▶ _WHAT TO DO_
Upon reaching the line containing "filename crates/vitrail_atelier/src/nodes_equal.rs", output that line and all remaining lines exactly, through the end of the entries, and output nothing before it.

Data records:
-------

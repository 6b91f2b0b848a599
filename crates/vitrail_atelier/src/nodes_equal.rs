//! Node identity for reconciliation.

use std::rc::Rc;

use crate::h::VNode;

/// Whether two descriptions are the same node, i.e. candidates for an in-place
/// patch rather than a replace.
///
/// Nodes of different variants are never equal. Elements also need the same
/// tag, components the same definition.
pub fn nodes_equal(a: &VNode, b: &VNode) -> bool {
    match (a, b) {
        (VNode::Text(_), VNode::Text(_)) => true,
        (VNode::Fragment(_), VNode::Fragment(_)) => true,
        (VNode::Element(a), VNode::Element(b)) => a.tag == b.tag,
        (VNode::Component(a), VNode::Component(b)) => Rc::ptr_eq(&a.definition, &b.definition),
        _ => false,
    }
}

-------

▶ _FINAL ANSWER_
filename crates/vitrail_atelier/src/nodes_equal.rs
//! Node identity for reconciliation.

use std::rc::Rc;

use crate::h::VNode;

/// Whether two descriptions are the same node, i.e. candidates for an in-place
/// patch rather than a replace.
///
/// Nodes of different variants are never equal. Elements also need the same
/// tag, components the same definition.
pub fn nodes_equal(a: &VNode, b: &VNode) -> bool {
    match (a, b) {
        (VNode::Text(_), VNode::Text(_)) => true,
        (VNode::Fragment(_), VNode::Fragment(_)) => true,
        (VNode::Element(a), VNode::Element(b)) => a.tag == b.tag,
        (VNode::Component(a), VNode::Component(b)) => Rc::ptr_eq(&a.definition, &b.definition),
        _ => false,
    }
}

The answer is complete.